Allen died Monday from complications of non-Hodgkin's lymphoma, according to a statement from Vulcan Inc. on behalf of the Allen family, Vulcan Inc. and the Paul G. Allen Network.
"Paul Allen's contributions to our company, our industry and to our community are indispensable. As co-founder of Microsoft, in his own quiet and persistent way, he created magical products, experiences and institutions, and in doing so, he changed the world. I have learned so much from him - his inquisitiveness, curiosity and push for high standards are something that will continue to inspire me and all of us at Microsoft.
"Our hearts are with Paul's family and loved ones. Rest in peace," said Microsoft CEO Satya Nadella.
Billionaire Allen left Microsoft in 1983 following a dispute with Gates.

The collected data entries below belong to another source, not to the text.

//! # Shock Tailor
//!
//! Ideal shock tube models and tailored-condition searches built on
//! [Twine](https://github.com/isentropic-dev/twine).
//!
//! A shock tube is *tailored* when the shock reflected from the end wall
//! passes through the contact surface without generating a secondary wave.
//! That happens when the acoustic impedance of the expanded driver gas
//! matches that of the shocked driven gas. This crate solves the ideal tube,
//! measures the mismatch, and scans driver compositions or pressures for the
//! configuration closest to tailoring.
//!
//! ## Crate layout
//!
//! - [`models`]: [`twine_core::Model`] implementations and the solver and
//!   search entry points behind them.
//! - [`support`]: Gas properties, value constraints and unit aliases used to
//!   build model inputs.
//!
//! Modules in [`support`] are part of the public API because callers need
//! them, but their APIs are not stable. Breaking changes may occur as needed.

pub mod models;
pub mod support;
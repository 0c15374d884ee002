use std::cmp::Ordering;

use num_traits::{One, Zero};

use super::{Constrained, Constraint, ConstraintError};

/// Marker type enforcing that a value lies in the closed unit interval: `0 ≤ x ≤ 1`.
///
/// Mole fractions of a two-species driver mixture use this constraint; both
/// endpoints are valid and describe the pure constituents.
///
/// # Examples
///
/// ```
/// use shock_tailor::support::constraint::UnitInterval;
///
/// let helium_fraction = UnitInterval::new(0.35).unwrap();
/// assert_eq!(helium_fraction.into_inner(), 0.35);
///
/// assert!(UnitInterval::new(0.0).is_ok());
/// assert!(UnitInterval::new(1.0).is_ok());
/// assert!(UnitInterval::new(-0.01).is_err());
/// assert!(UnitInterval::new(1.01).is_err());
/// ```
#[derive(Debug, Clone, Copy, PartialEq, Eq, PartialOrd, Ord)]
pub struct UnitInterval;

impl UnitInterval {
    /// Constructs `Constrained<T, UnitInterval>` if 0 ≤ value ≤ 1.
    ///
    /// # Errors
    ///
    /// - [`ConstraintError::BelowMinimum`] if less than zero.
    /// - [`ConstraintError::AboveMaximum`] if greater than one.
    /// - [`ConstraintError::NotANumber`] if comparison is undefined (e.g., NaN).
    pub fn new<T: PartialOrd + Zero + One>(
        value: T,
    ) -> Result<Constrained<T, UnitInterval>, ConstraintError> {
        Constrained::<T, UnitInterval>::new(value)
    }
}

impl<T: PartialOrd + Zero + One> Constraint<T> for UnitInterval {
    fn check(value: &T) -> Result<(), ConstraintError> {
        match (value.partial_cmp(&T::zero()), value.partial_cmp(&T::one())) {
            (None, _) | (_, None) => Err(ConstraintError::NotANumber),
            (Some(Ordering::Less), _) => Err(ConstraintError::BelowMinimum),
            (_, Some(Ordering::Greater)) => Err(ConstraintError::AboveMaximum),
            _ => Ok(()),
        }
    }
}
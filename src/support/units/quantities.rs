use uom::{
    si::{ISQ, Quantity, SI},
    typenum::{N1, N2, P1, P2, Z0},
};

/// Specific gas constant, J/kg·K in SI.
pub type SpecificGasConstant = Quantity<ISQ<P2, Z0, N2, Z0, N1, Z0, Z0>, SI<f64>, f64>;

/// Specific enthalpy, J/kg in SI.
pub type SpecificEnthalpy = Quantity<ISQ<P2, Z0, N2, Z0, Z0, Z0, Z0>, SI<f64>, f64>;

/// Specific acoustic impedance `ρ·a`, kg/(m²·s) in SI.
pub type AcousticImpedance = Quantity<ISQ<N2, P1, N1, Z0, Z0, Z0, Z0>, SI<f64>, f64>;

/// Inverse length, 1/m in SI.
///
/// Used for the unit Reynolds number `ρ·u/μ` of the nozzle test flow.
pub type ReciprocalLength = Quantity<ISQ<N1, Z0, Z0, Z0, Z0, Z0, Z0>, SI<f64>, f64>;
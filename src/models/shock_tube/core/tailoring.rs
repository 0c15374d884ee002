//! Tailored-condition evaluation from the acoustic impedance mismatch at the
//! contact surface.

use std::fmt;

use uom::si::ratio::ratio;

use crate::support::units::AcousticImpedance;

use super::ShockTubeStates;

/// Largest `|τ|` considered tailored.
pub const TAILORED_LIMIT: f64 = 0.05;

/// Largest `|τ|` considered near-tailored.
pub const NEAR_TAILORED_LIMIT: f64 = 0.15;

/// Tailoring quality bucket for a tailoring parameter `τ`.
#[derive(Debug, Clone, Copy, PartialEq, Eq, Hash)]
pub enum Classification {
    /// `|τ| < 0.05`
    Tailored,
    /// `0.05 ≤ |τ| < 0.15`
    NearTailored,
    /// `τ ≥ 0.15`
    OverTailored,
    /// `τ ≤ −0.15`
    UnderTailored,
}

impl Classification {
    /// Buckets a tailoring parameter.
    ///
    /// A NaN `τ` fails every comparison and lands in [`Self::UnderTailored`].
    #[must_use]
    pub fn from_tau(tau: f64) -> Self {
        let magnitude = tau.abs();
        if magnitude < TAILORED_LIMIT {
            Self::Tailored
        } else if magnitude < NEAR_TAILORED_LIMIT {
            Self::NearTailored
        } else if tau > 0.0 {
            Self::OverTailored
        } else {
            Self::UnderTailored
        }
    }

    /// Short description of the wave system this bucket produces.
    #[must_use]
    pub fn detail(self) -> &'static str {
        match self {
            Self::Tailored => "no additional waves",
            Self::NearTailored => "weak waves generated",
            Self::OverTailored => "driver-side impedance dominates",
            Self::UnderTailored => "driven-side impedance dominates",
        }
    }
}

impl fmt::Display for Classification {
    fn fmt(&self, f: &mut fmt::Formatter<'_>) -> fmt::Result {
        f.write_str(match self {
            Self::Tailored => "tailored",
            Self::NearTailored => "near-tailored",
            Self::OverTailored => "over-tailored",
            Self::UnderTailored => "under-tailored",
        })
    }
}

/// Impedance match between the shocked driven gas and the expanded driver gas.
#[derive(Debug, Clone, Copy, PartialEq)]
pub struct TailoredResult {
    /// Tailoring parameter `τ = Z3/Z2 − 1`.
    pub tau: f64,
    /// `Z3/Z2`.
    pub impedance_ratio: f64,
    pub z2: AcousticImpedance,
    pub z3: AcousticImpedance,
    pub z5: AcousticImpedance,
    pub classification: Classification,
    /// `|τ| < 0.15`, which admits near-tailored operation.
    pub is_tailored: bool,
}

/// Evaluates how closely a solved tube approaches tailored operation.
///
/// # Example
///
/// ```
/// use shock_tailor::models::shock_tube::{
///     Classification, Section, ShockTubeInput, evaluate, solve,
/// };
/// use shock_tailor::support::gas::Gas;
/// use uom::si::{f64::*, pressure::pascal, thermodynamic_temperature::kelvin};
///
/// let t = ThermodynamicTemperature::new::<kelvin>(300.0);
/// let states = solve(&ShockTubeInput {
///     mach: 4.58,
///     driven: Section::new(Pressure::new::<pascal>(101_325.0), t),
///     driver: Section::new(Pressure::new::<pascal>(1.1e7), t),
///     driven_gas: Gas::Air.properties(),
///     driver_gas: Gas::Hydrogen.properties(),
/// });
///
/// let result = evaluate(&states);
/// assert_eq!(result.classification, Classification::from_tau(result.tau));
/// ```
#[must_use]
pub fn evaluate(states: &ShockTubeStates) -> TailoredResult {
    let z2 = states.state2.acoustic_impedance();
    let z3 = states.state3.acoustic_impedance();
    let z5 = states.state5.acoustic_impedance();

    let impedance_ratio = (z3 / z2).get::<ratio>();
    let tau = impedance_ratio - 1.0;

    TailoredResult {
        tau,
        impedance_ratio,
        z2,
        z3,
        z5,
        classification: Classification::from_tau(tau),
        is_tailored: tau.abs() < NEAR_TAILORED_LIMIT,
    }
}
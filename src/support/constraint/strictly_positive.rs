use std::cmp::Ordering;

use num_traits::Zero;

use super::{Constrained, Constraint, ConstraintError};

/// Marker type enforcing that a value is greater than zero.
///
/// Absolute pressures and temperatures fed to the shock relations must be
/// strictly positive; a zero driven pressure, for example, would make every
/// density in the tube vanish.
///
/// # Examples
///
/// ```
/// use shock_tailor::support::constraint::StrictlyPositive;
/// use uom::si::{f64::Pressure, pressure::pascal};
///
/// let p1 = StrictlyPositive::new(Pressure::new::<pascal>(101_325.0)).unwrap();
/// assert_eq!(p1.into_inner().get::<pascal>(), 101_325.0);
///
/// assert!(StrictlyPositive::new(Pressure::new::<pascal>(0.0)).is_err());
/// assert!(StrictlyPositive::new(f64::NAN).is_err());
/// ```
#[derive(Debug, Clone, Copy, PartialEq, Eq, PartialOrd, Ord)]
pub struct StrictlyPositive;

impl StrictlyPositive {
    /// Constructs a [`Constrained<T, StrictlyPositive>`] if the value is strictly positive.
    ///
    /// # Errors
    ///
    /// Returns an error if the value is zero, negative, or not a number (`NaN`).
    pub fn new<T: PartialOrd + Zero>(
        value: T,
    ) -> Result<Constrained<T, StrictlyPositive>, ConstraintError> {
        Constrained::<T, StrictlyPositive>::new(value)
    }
}

impl<T: PartialOrd + Zero> Constraint<T> for StrictlyPositive {
    fn check(value: &T) -> Result<(), ConstraintError> {
        match value.partial_cmp(&T::zero()) {
            Some(Ordering::Greater) => Ok(()),
            Some(Ordering::Equal) => Err(ConstraintError::Zero),
            Some(Ordering::Less) => Err(ConstraintError::Negative),
            None => Err(ConstraintError::NotANumber),
        }
    }
}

He was directing more than $1 billion to philanthropic projects, developing Seattle's South Lake Union tech hub that Amazon.com calls home and building the headquarters of his Allen Institute for Brain Science there.
Paul Gardner Allen was two years older than Gates but when they met in the computer room at the exclusive Lakeside School in Seattle in 1968, they discovered a shared passion.
In 1975 the two jointly developed BASIC software for the Altair 8800, a desktop computer that cost $400 in kit form.
It was Allen's idea to call it Micro-Soft, an amalgam of microcomputer and software. The hyphen was later dropped.